//! # Wearlink Companion
//!
//! Recebe os comandos de sessão do dispositivo via UDP, acompanha cada
//! sessão e confere a contagem de leituras no encerramento.

mod net_thread;
mod tracker;

use crossbeam_channel::RecvTimeoutError;
use std::time::{Duration, Instant};
use tracing::{debug, error, info, warn};
use tracker::SessionTracker;
use wearlink_core::config::AppConfig;

/// Intervalo de verificação de sessões silenciosas.
const EXPIRE_CHECK_INTERVAL: Duration = Duration::from_secs(1);

fn main() -> Result<(), Box<dyn std::error::Error>> {
    // ── Logging ──
    tracing_subscriber::fmt()
        .with_env_filter(
            tracing_subscriber::EnvFilter::try_from_default_env()
                .unwrap_or_else(|_| "info".into()),
        )
        .init();

    // ── Config ──
    let config_path = AppConfig::default_path();
    let config = AppConfig::load(&config_path);

    if !config_path.exists() {
        let _ = config.save(&config_path);
    }

    let errors = config.validate();
    if !errors.is_empty() {
        for e in &errors {
            error!("Config inválida: {e}");
        }
        return Err(format!("{} erro(s) de configuração", errors.len()).into());
    }

    let companion_cfg = config.companion;
    let peer_timeout = Duration::try_from_secs_f64(companion_cfg.peer_timeout_secs)?;

    let rx = net_thread::spawn_receiver_thread(companion_cfg.port, companion_cfg.peer_ip.clone())?;
    let mut tracker = SessionTracker::new();
    let mut last_expire_check = Instant::now();

    println!();
    println!("══════════════════════════════════════════════");
    println!("   📡 WEARLINK COMPANION – ATIVO");
    println!("══════════════════════════════════════════════");
    println!("  Porta:     {}", companion_cfg.port);
    println!("  Timeout:   {:.0}s", peer_timeout.as_secs_f64());
    println!("══════════════════════════════════════════════");
    println!();

    // ── Loop principal ──
    loop {
        match rx.recv_timeout(EXPIRE_CHECK_INTERVAL) {
            Ok(msg) => {
                debug!(
                    "← {} ({} bytes) de {}",
                    msg.command.name(),
                    msg.raw_size,
                    msg.source_addr
                );
                if let Some(summary) = tracker.apply(msg.command, Instant::now()) {
                    let duration = match summary.duration_ms {
                        Some(ms) => format!("{:.1}s", ms as f64 / 1000.0),
                        None => "duração desconhecida".to_owned(),
                    };
                    info!(
                        "Sessão {} encerrada – {}/{} amostras, {duration}",
                        summary.session_id, summary.received, summary.reported
                    );
                }
            }
            Err(RecvTimeoutError::Timeout) => {}
            Err(RecvTimeoutError::Disconnected) => {
                warn!("Thread de rede encerrada");
                break;
            }
        }

        let now = Instant::now();
        if now.duration_since(last_expire_check) >= EXPIRE_CHECK_INTERVAL {
            last_expire_check = now;
            tracker.expire(now, peer_timeout);
        }
    }

    info!(
        "Companion encerrado: {} sessões abertas, {} leituras órfãs",
        tracker.open_sessions(),
        tracker.orphan_readings()
    );
    Ok(())
}
//! Acompanhamento das sessões recebidas do dispositivo.
//!
//! Para cada sessão guarda modelo, sensores anunciados, horários e o total
//! de amostras recebidas por sensor. No `STOP_SESSION` compara o
//! `readingsCount` informado pelo dispositivo com o que chegou de fato;
//! perdas enquanto o canal estava fechado são esperadas.

use std::collections::{BTreeMap, HashMap};
use std::time::{Duration, Instant};
use tracing::{debug, info, warn};
use wearlink_core::protocol::Command;
use wearlink_core::{Reading, SensorKind, SessionId};

/// Estado de uma sessão em andamento.
#[derive(Debug, Clone)]
pub struct SessionRecord {
    pub device_model: Option<String>,
    pub active_sensors: Vec<SensorKind>,
    pub start_time: Option<u64>,
    pub add_readings: u64,
    pub samples: u64,
    pub per_sensor: BTreeMap<SensorKind, u64>,
    pub invalid_readings: u64,
    last_seen: Instant,
}

impl SessionRecord {
    fn new(now: Instant) -> Self {
        Self {
            device_model: None,
            active_sensors: Vec::new(),
            start_time: None,
            add_readings: 0,
            samples: 0,
            per_sensor: BTreeMap::new(),
            invalid_readings: 0,
            last_seen: now,
        }
    }
}

/// Resultado de uma sessão encerrada.
#[derive(Debug, Clone, PartialEq)]
pub struct SessionSummary {
    pub session_id: SessionId,
    pub reported: u64,
    pub received: u64,
    /// Duração informada pelo dispositivo (ms), se houve `START_SESSION`
    pub duration_ms: Option<u64>,
}

impl SessionSummary {
    /// Amostras que o dispositivo gerou mas não chegaram.
    pub fn missing(&self) -> u64 {
        self.reported.saturating_sub(self.received)
    }
}

#[derive(Debug, Default)]
pub struct SessionTracker {
    sessions: HashMap<SessionId, SessionRecord>,
    orphan_readings: u64,
}

impl SessionTracker {
    pub fn new() -> Self {
        Self::default()
    }

    /// Aplica um comando. Retorna o resumo quando a sessão termina.
    pub fn apply(&mut self, command: Command, now: Instant) -> Option<SessionSummary> {
        match command {
            Command::InitSession(init) => {
                info!(
                    "INIT_SESSION {} – {} ({} sensores)",
                    init.session_id,
                    init.device_model,
                    init.active_sensors.len()
                );
                let record = self
                    .sessions
                    .entry(init.session_id)
                    .or_insert_with(|| SessionRecord::new(now));
                record.device_model = Some(init.device_model);
                record.active_sensors = init.active_sensors;
                record.last_seen = now;
                None
            }
            Command::StartSession(start) => {
                info!("START_SESSION {}", start.session_id);
                let record = self
                    .sessions
                    .entry(start.session_id)
                    .or_insert_with(|| SessionRecord::new(now));
                record.start_time = Some(start.start_time);
                record.last_seen = now;
                None
            }
            Command::AddReading(payload) => {
                let Some(record) = self.sessions.get_mut(&payload.session_id) else {
                    self.orphan_readings += 1;
                    debug!("ADD_READING de sessão desconhecida {}", payload.session_id);
                    return None;
                };
                record.last_seen = now;

                let kind = payload.kind;
                match Reading::from_record(payload) {
                    Ok(reading) => {
                        let n = reading.sample_count() as u64;
                        record.add_readings += 1;
                        record.samples += n;
                        *record.per_sensor.entry(kind).or_default() += n;
                    }
                    Err(e) => {
                        record.invalid_readings += 1;
                        warn!("Leitura inválida de {kind}: {e}");
                    }
                }
                None
            }
            Command::StopSession(stop) => {
                let record = self.sessions.remove(&stop.session_id);
                let received = record.as_ref().map_or(0, |r| r.samples);
                let summary = SessionSummary {
                    duration_ms: record
                        .as_ref()
                        .and_then(|r| r.start_time)
                        .map(|start| stop.end_time.saturating_sub(start)),
                    session_id: stop.session_id,
                    reported: stop.readings_count,
                    received,
                };

                if summary.missing() > 0 {
                    warn!(
                        "STOP_SESSION {}: {} de {} amostras recebidas ({} perdidas)",
                        summary.session_id,
                        summary.received,
                        summary.reported,
                        summary.missing()
                    );
                } else {
                    info!(
                        "STOP_SESSION {}: {} amostras",
                        summary.session_id, summary.received
                    );
                }
                if let Some(record) = record {
                    debug!(
                        "  {} – {} mensagens, {} inválidas",
                        record.device_model.as_deref().unwrap_or("modelo desconhecido"),
                        record.add_readings,
                        record.invalid_readings
                    );
                    for kind in &record.active_sensors {
                        let n = record.per_sensor.get(kind).copied().unwrap_or(0);
                        debug!("  {kind}: {n}");
                    }
                }
                Some(summary)
            }
        }
    }

    /// Remove sessões sem mensagens há mais de `timeout`.
    pub fn expire(&mut self, now: Instant, timeout: Duration) -> Vec<SessionId> {
        let lost: Vec<SessionId> = self
            .sessions
            .iter()
            .filter(|(_, r)| now.saturating_duration_since(r.last_seen) > timeout)
            .map(|(id, _)| id.clone())
            .collect();

        for id in &lost {
            if let Some(r) = self.sessions.remove(id) {
                warn!(
                    "Sessão {id} perdida após {:.0}s sem mensagens ({} amostras recebidas)",
                    timeout.as_secs_f64(),
                    r.samples
                );
            }
        }
        lost
    }

    #[cfg(test)]
    pub fn session(&self, id: &SessionId) -> Option<&SessionRecord> {
        self.sessions.get(id)
    }

    pub fn open_sessions(&self) -> usize {
        self.sessions.len()
    }

    pub fn orphan_readings(&self) -> u64 {
        self.orphan_readings
    }
}
//! Sliding-window counter limiter.

use dashmap::mapref::entry::Entry;
use dashmap::DashMap;
use std::collections::VecDeque;
use std::time::{Duration, Instant};
use tracing::{debug, info, trace};

use super::clock::{Clock, SystemClock};
use super::policy::RateLimitPolicy;
use crate::config::SlidingWindowConfig;
use crate::error::{Result, TurnstileError};

/// Default trailing window.
pub const DEFAULT_WINDOW_SIZE: Duration = Duration::from_secs(10);
/// Default number of events admitted per window.
pub const DEFAULT_MAX_REQUESTS: u32 = 1;

/// Admits up to `max_requests` events per identity within a trailing window.
///
/// Each identity owns a queue of admission instants, oldest first. Every
/// operation first evicts instants that fell out of the window, and an
/// identity whose queue empties is removed from the map entirely, so memory
/// tracks only identities with events still inside the window.
///
/// The map is sharded; `record_at` decides and appends while holding the
/// shard guard for the identity, which makes check-then-act atomic per key.
#[derive(Debug)]
pub struct SlidingWindowLimiter<C: Clock = SystemClock> {
    /// Admission instants per identity, oldest first. Never empty.
    requests: DashMap<String, VecDeque<Instant>>,
    window_size: Duration,
    max_requests: usize,
    clock: C,
}

impl SlidingWindowLimiter<SystemClock> {
    /// Create a limiter reading time from the system clock.
    pub fn new(window_size: Duration, max_requests: u32) -> Result<Self> {
        Self::with_clock(window_size, max_requests, SystemClock)
    }
}

impl<C: Clock> SlidingWindowLimiter<C> {
    /// Create a limiter reading time from `clock`.
    ///
    /// Fails if `max_requests` is zero.
    pub fn with_clock(window_size: Duration, max_requests: u32, clock: C) -> Result<Self> {
        if max_requests == 0 {
            return Err(TurnstileError::invalid(
                "max_requests",
                "capacity must be at least 1",
            ));
        }

        Ok(Self::build(window_size, max_requests as usize, clock))
    }

    fn build(window_size: Duration, max_requests: usize, clock: C) -> Self {
        info!(
            window_size = ?window_size,
            max_requests = max_requests,
            "Sliding window limiter initialized"
        );

        Self {
            requests: DashMap::new(),
            window_size,
            max_requests,
            clock,
        }
    }

    /// Create a limiter from its configuration section.
    pub fn from_config(config: &SlidingWindowConfig, clock: C) -> Result<Self> {
        Self::with_clock(config.window_size()?, config.max_requests, clock)
    }

    /// The trailing window length.
    pub fn window_size(&self) -> Duration {
        self.window_size
    }

    /// Capacity per window.
    pub fn max_requests(&self) -> u32 {
        self.max_requests as u32
    }

    /// Number of in-window events currently stored for `identity`.
    ///
    /// Does not run eviction, so it may include events that expire on the
    /// next query.
    pub fn stored_events(&self, identity: &str) -> usize {
        self.requests.get(identity).map_or(0, |q| q.len())
    }

    /// Run eviction for one identity and report what is left.
    ///
    /// Returns `None` when the identity holds no in-window events, after
    /// removing its entry. Otherwise returns the remaining count and the
    /// oldest instant.
    fn cleanup(&self, identity: &str, now: Instant) -> Option<(usize, Instant)> {
        let remaining = {
            let mut queue = self.requests.get_mut(identity)?;
            let evicted = evict_expired(&mut queue, now, self.window_size);
            if evicted > 0 {
                trace!(identity = identity, evicted = evicted, "Evicted expired events");
            }
            queue.front().map(|oldest| (queue.len(), *oldest))
        };

        if remaining.is_none() {
            // Guard is released above; re-check emptiness under the shard lock
            // in case a concurrent record refilled the queue.
            if self.requests.remove_if(identity, |_, q| q.is_empty()).is_some() {
                debug!(identity = identity, "Removed idle identity");
            }
        }

        remaining
    }
}

/// Pop instants at the front of `queue` that are at least `window` old.
fn evict_expired(queue: &mut VecDeque<Instant>, now: Instant, window: Duration) -> usize {
    let mut evicted = 0;
    while let Some(oldest) = queue.front() {
        if now.saturating_duration_since(*oldest) < window {
            break;
        }
        queue.pop_front();
        evicted += 1;
    }
    evicted
}

impl<C: Clock> RateLimitPolicy for SlidingWindowLimiter<C> {
    fn can_send_at(&self, identity: &str, now: Instant) -> bool {
        match self.cleanup(identity, now) {
            Some((count, _)) => count < self.max_requests,
            None => true,
        }
    }

    fn record_at(&self, identity: &str, now: Instant) -> bool {
        let admitted = match self.requests.entry(identity.to_owned()) {
            Entry::Occupied(mut entry) => {
                let queue = entry.get_mut();
                evict_expired(queue, now, self.window_size);
                if queue.len() < self.max_requests {
                    // Keep the queue oldest-first if the clock stepped back.
                    let at = queue.back().map_or(now, |newest| now.max(*newest));
                    queue.push_back(at);
                    true
                } else {
                    false
                }
            }
            Entry::Vacant(entry) => {
                entry.insert(VecDeque::from([now]));
                true
            }
        };

        if admitted {
            trace!(identity = identity, "Event admitted");
        } else {
            debug!(
                identity = identity,
                max_requests = self.max_requests,
                "Sliding window limit exceeded"
            );
        }

        admitted
    }

    fn time_until_next_allowed_at(&self, identity: &str, now: Instant) -> Duration {
        match self.cleanup(identity, now) {
            Some((count, oldest)) if count >= self.max_requests => {
                let age = now.saturating_duration_since(oldest);
                self.window_size.saturating_sub(age)
            }
            _ => Duration::ZERO,
        }
    }

    fn purge_expired(&self, now: Instant) -> usize {
        let mut removed = 0;
        self.requests.retain(|_, queue| {
            evict_expired(queue, now, self.window_size);
            if queue.is_empty() {
                removed += 1;
                false
            } else {
                true
            }
        });

        if removed > 0 {
            debug!(removed = removed, "Purged idle identities");
        }
        removed
    }

    fn active_identities(&self) -> Vec<String> {
        self.requests.iter().map(|e| e.key().clone()).collect()
    }

    fn active_count(&self) -> usize {
        self.requests.len()
    }

    fn reset(&self, identity: &str) -> bool {
        self.requests.remove(identity).is_some()
    }

    fn clear(&self) {
        self.requests.clear();
    }

    fn now(&self) -> Instant {
        self.clock.now()
    }
}

impl Default for SlidingWindowLimiter<SystemClock> {
    fn default() -> Self {
        Self::build(DEFAULT_WINDOW_SIZE, DEFAULT_MAX_REQUESTS as usize, SystemClock)
    }
}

....................

■ TASK BRIEF
Show every line in the entries above that contains the string "HashMap".

■ TASK OUTPUT
use std::collections::{BTreeMap, HashMap};
    sessions: HashMap<SessionId, SessionRecord>,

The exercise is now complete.